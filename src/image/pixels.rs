//! Owned multi-channel u8 image in interleaved row-major layout.
//!
//! The first three channels are treated as color; a fourth, when present, is
//! alpha and is ignored by every intensity test in the pipeline.
use super::traits::ImageView;
use crate::error::{PrepError, Result};
use serde::{Deserialize, Serialize};
use std::ops::Range;

/// Number of color channels considered by intensity tests.
pub const COLOR_CHANNELS: usize = 3;

#[derive(Clone, Debug, PartialEq, Eq, Serialize, Deserialize)]
pub struct PixelImage {
    /// Image width in pixels
    pub w: usize,
    /// Image height in pixels
    pub h: usize,
    /// Samples per pixel: 3 (RGB) or 4 (RGBA)
    pub channels: usize,
    /// Backing storage, `w * h * channels` samples
    pub data: Vec<u8>,
}

impl PixelImage {
    /// Zero-initialized (black) image.
    pub fn new(w: usize, h: usize, channels: usize) -> Self {
        Self {
            w,
            h,
            channels,
            data: vec![0; w * h * channels],
        }
    }

    /// Wrap raw interleaved samples, checking the layout.
    pub fn from_raw(w: usize, h: usize, channels: usize, data: Vec<u8>) -> Result<Self> {
        if !(COLOR_CHANNELS..=COLOR_CHANNELS + 1).contains(&channels) {
            return Err(PrepError::config(format!(
                "expected 3 or 4 channels, got {channels}"
            )));
        }
        if data.len() != w * h * channels {
            return Err(PrepError::config(format!(
                "buffer of {} samples does not match {w}x{h}x{channels}",
                data.len()
            )));
        }
        Ok(Self {
            w,
            h,
            channels,
            data,
        })
    }

    #[inline]
    fn idx(&self, x: usize, y: usize) -> usize {
        (y * self.w + x) * self.channels
    }

    /// Color samples of the pixel at (x, y), alpha excluded.
    #[inline]
    pub fn color(&self, x: usize, y: usize) -> &[u8] {
        let i = self.idx(x, y);
        &self.data[i..i + COLOR_CHANNELS]
    }

    #[inline]
    pub fn set_color(&mut self, x: usize, y: usize, rgb: [u8; 3]) {
        let i = self.idx(x, y);
        self.data[i..i + COLOR_CHANNELS].copy_from_slice(&rgb);
    }

    /// True when every color channel exceeds `min_pixel`.
    #[inline]
    pub fn is_foreground(&self, x: usize, y: usize, min_pixel: u8) -> bool {
        self.color(x, y).iter().all(|&v| v > min_pixel)
    }

    /// Sum of color samples in column `x`.
    pub fn column_intensity(&self, x: usize) -> u64 {
        (0..self.h)
            .map(|y| self.color(x, y).iter().map(|&v| u64::from(v)).sum::<u64>())
            .sum()
    }

    /// Copy of the sub-region as an RGB image.
    ///
    /// Callers validate the ranges against the image bounds first.
    pub fn crop_rgb(&self, rows: Range<usize>, cols: Range<usize>) -> PixelImage {
        let w = cols.len();
        let h = rows.len();
        let mut data = Vec::with_capacity(w * h * COLOR_CHANNELS);
        for y in rows {
            for x in cols.clone() {
                data.extend_from_slice(self.color(x, y));
            }
        }
        PixelImage {
            w,
            h,
            channels: COLOR_CHANNELS,
            data,
        }
    }

    /// Drop the alpha channel if present.
    pub fn into_rgb(self) -> PixelImage {
        if self.channels == COLOR_CHANNELS {
            return self;
        }
        self.crop_rgb(0..self.h, 0..self.w)
    }
}

impl ImageView for PixelImage {
    type Pixel = u8;

    #[inline]
    fn width(&self) -> usize {
        self.w
    }
    #[inline]
    fn height(&self) -> usize {
        self.h
    }
    #[inline]
    fn channels(&self) -> usize {
        self.channels
    }
    #[inline]
    fn row(&self, y: usize) -> &[u8] {
        let start = y * self.w * self.channels;
        &self.data[start..start + self.w * self.channels]
    }
}
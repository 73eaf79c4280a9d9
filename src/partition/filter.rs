use crate::image::PixelImage;
use crate::splice::Splice;

/// Fraction of the splice's pixels where not every color channel exceeds
/// `min_pixel`.
///
/// The splice must be non-empty and inside the image.
pub fn background_ratio(image: &PixelImage, splice: &Splice, min_pixel: u8) -> f64 {
    let dark = splice
        .rows
        .clone()
        .map(|y| {
            splice
                .cols
                .clone()
                .filter(|&x| !image.is_foreground(x, y, min_pixel))
                .count()
        })
        .sum::<usize>();
    dark as f64 / splice.area() as f64
}

/// Keep the patch iff its background ratio is strictly below `threshold`.
pub fn keep_patch(image: &PixelImage, splice: &Splice, min_pixel: u8, threshold: f64) -> bool {
    background_ratio(image, splice, min_pixel) < threshold
}

#[cfg(test)]
mod tests {
    use super::*;

    /// 5x1 strip with the first `dark` pixels black.
    fn strip(dark: usize) -> PixelImage {
        let mut img = PixelImage::new(5, 1, 3);
        for x in dark..5 {
            img.set_color(x, 0, [90, 90, 90]);
        }
        img
    }

    #[test]
    fn ratio_counts_dark_pixels() {
        let splice = Splice::new(0..1, 0..5);
        assert_eq!(background_ratio(&strip(0), &splice, 5), 0.0);
        assert_eq!(background_ratio(&strip(2), &splice, 5), 0.4);
        assert_eq!(background_ratio(&strip(5), &splice, 5), 1.0);
    }

    #[test]
    fn threshold_is_strict() {
        let splice = Splice::new(0..1, 0..5);
        let img = strip(4); // ratio 0.8
        assert!(!keep_patch(&img, &splice, 5, 0.8));
        assert!(keep_patch(&img, &splice, 5, 0.8 + 1e-9));
        assert!(keep_patch(&strip(3), &splice, 5, 0.8));
    }

    #[test]
    fn pixel_at_min_pixel_counts_as_background() {
        let mut img = PixelImage::new(2, 1, 3);
        img.set_color(0, 0, [5, 200, 200]);
        img.set_color(1, 0, [6, 6, 6]);
        let splice = Splice::new(0..1, 0..2);
        assert_eq!(background_ratio(&img, &splice, 5), 0.5);
    }
}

___

● **WORK ORDER**
Down to the last character, restate every record.

● **EXERCISE ANSWER**
filename src/image/pixels.rs
//! Owned multi-channel u8 image in interleaved row-major layout.
//!
//! The first three channels are treated as color; a fourth, when present, is
//! alpha and is ignored by every intensity test in the pipeline.
use super::traits::ImageView;
use crate::error::{PrepError, Result};
use serde::{Deserialize, Serialize};
use std::ops::Range;

/// Number of color channels considered by intensity tests.
pub const COLOR_CHANNELS: usize = 3;

#[derive(Clone, Debug, PartialEq, Eq, Serialize, Deserialize)]
pub struct PixelImage {
    /// Image width in pixels
    pub w: usize,
    /// Image height in pixels
    pub h: usize,
    /// Samples per pixel: 3 (RGB) or 4 (RGBA)
    pub channels: usize,
    /// Backing storage, `w * h * channels` samples
    pub data: Vec<u8>,
}

impl PixelImage {
    /// Zero-initialized (black) image.
    pub fn new(w: usize, h: usize, channels: usize) -> Self {
        Self {
            w,
            h,
            channels,
            data: vec![0; w * h * channels],
        }
    }

    /// Wrap raw interleaved samples, checking the layout.
    pub fn from_raw(w: usize, h: usize, channels: usize, data: Vec<u8>) -> Result<Self> {
        if !(COLOR_CHANNELS..=COLOR_CHANNELS + 1).contains(&channels) {
            return Err(PrepError::config(format!(
                "expected 3 or 4 channels, got {channels}"
            )));
        }
        if data.len() != w * h * channels {
            return Err(PrepError::config(format!(
                "buffer of {} samples does not match {w}x{h}x{channels}",
                data.len()
            )));
        }
        Ok(Self {
            w,
            h,
            channels,
            data,
        })
    }

    #[inline]
    fn idx(&self, x: usize, y: usize) -> usize {
        (y * self.w + x) * self.channels
    }

    /// Color samples of the pixel at (x, y), alpha excluded.
    #[inline]
    pub fn color(&self, x: usize, y: usize) -> &[u8] {
        let i = self.idx(x, y);
        &self.data[i..i + COLOR_CHANNELS]
    }

    #[inline]
    pub fn set_color(&mut self, x: usize, y: usize, rgb: [u8; 3]) {
        let i = self.idx(x, y);
        self.data[i..i + COLOR_CHANNELS].copy_from_slice(&rgb);
    }

    /// True when every color channel exceeds `min_pixel`.
    #[inline]
    pub fn is_foreground(&self, x: usize, y: usize, min_pixel: u8) -> bool {
        self.color(x, y).iter().all(|&v| v > min_pixel)
    }

    /// Sum of color samples in column `x`.
    pub fn column_intensity(&self, x: usize) -> u64 {
        (0..self.h)
            .map(|y| self.color(x, y).iter().map(|&v| u64::from(v)).sum::<u64>())
            .sum()
    }

    /// Copy of the sub-region as an RGB image.
    ///
    /// Callers validate the ranges against the image bounds first.
    pub fn crop_rgb(&self, rows: Range<usize>, cols: Range<usize>) -> PixelImage {
        let w = cols.len();
        let h = rows.len();
        let mut data = Vec::with_capacity(w * h * COLOR_CHANNELS);
        for y in rows {
            for x in cols.clone() {
                data.extend_from_slice(self.color(x, y));
            }
        }
        PixelImage {
            w,
            h,
            channels: COLOR_CHANNELS,
            data,
        }
    }

    /// Drop the alpha channel if present.
    pub fn into_rgb(self) -> PixelImage {
        if self.channels == COLOR_CHANNELS {
            return self;
        }
        self.crop_rgb(0..self.h, 0..self.w)
    }
}

impl ImageView for PixelImage {
    type Pixel = u8;

    #[inline]
    fn width(&self) -> usize {
        self.w
    }
    #[inline]
    fn height(&self) -> usize {
        self.h
    }
    #[inline]
    fn channels(&self) -> usize {
        self.channels
    }
    #[inline]
    fn row(&self, y: usize) -> &[u8] {
        let start = y * self.w * self.channels;
        &self.data[start..start + self.w * self.channels]
    }
}
repository 73eaf79c4280a9d9
filename src/partition/filter.rs
use crate::image::PixelImage;
use crate::splice::Splice;

/// Fraction of the splice's pixels where not every color channel exceeds
/// `min_pixel`.
///
/// The splice must be non-empty and inside the image.
pub fn background_ratio(image: &PixelImage, splice: &Splice, min_pixel: u8) -> f64 {
    let dark = splice
        .rows
        .clone()
        .map(|y| {
            splice
                .cols
                .clone()
                .filter(|&x| !image.is_foreground(x, y, min_pixel))
                .count()
        })
        .sum::<usize>();
    dark as f64 / splice.area() as f64
}

/// Keep the patch iff its background ratio is strictly below `threshold`.
pub fn keep_patch(image: &PixelImage, splice: &Splice, min_pixel: u8, threshold: f64) -> bool {
    background_ratio(image, splice, min_pixel) < threshold
}

#[cfg(test)]
mod tests {
    use super::*;

    /// 5x1 strip with the first `dark` pixels black.
    fn strip(dark: usize) -> PixelImage {
        let mut img = PixelImage::new(5, 1, 3);
        for x in dark..5 {
            img.set_color(x, 0, [90, 90, 90]);
        }
        img
    }

    #[test]
    fn ratio_counts_dark_pixels() {
        let splice = Splice::new(0..1, 0..5);
        assert_eq!(background_ratio(&strip(0), &splice, 5), 0.0);
        assert_eq!(background_ratio(&strip(2), &splice, 5), 0.4);
        assert_eq!(background_ratio(&strip(5), &splice, 5), 1.0);
    }

    #[test]
    fn threshold_is_strict() {
        let splice = Splice::new(0..1, 0..5);
        let img = strip(4); // ratio 0.8
        assert!(!keep_patch(&img, &splice, 5, 0.8));
        assert!(keep_patch(&img, &splice, 5, 0.8 + 1e-9));
        assert!(keep_patch(&strip(3), &splice, 5, 0.8));
    }

    #[test]
    fn pixel_at_min_pixel_counts_as_background() {
        let mut img = PixelImage::new(2, 1, 3);
        img.set_color(0, 0, [5, 200, 200]);
        img.set_color(1, 0, [6, 6, 6]);
        let splice = Splice::new(0..1, 0..2);
        assert_eq!(background_ratio(&img, &splice, 5), 0.5);
    }
}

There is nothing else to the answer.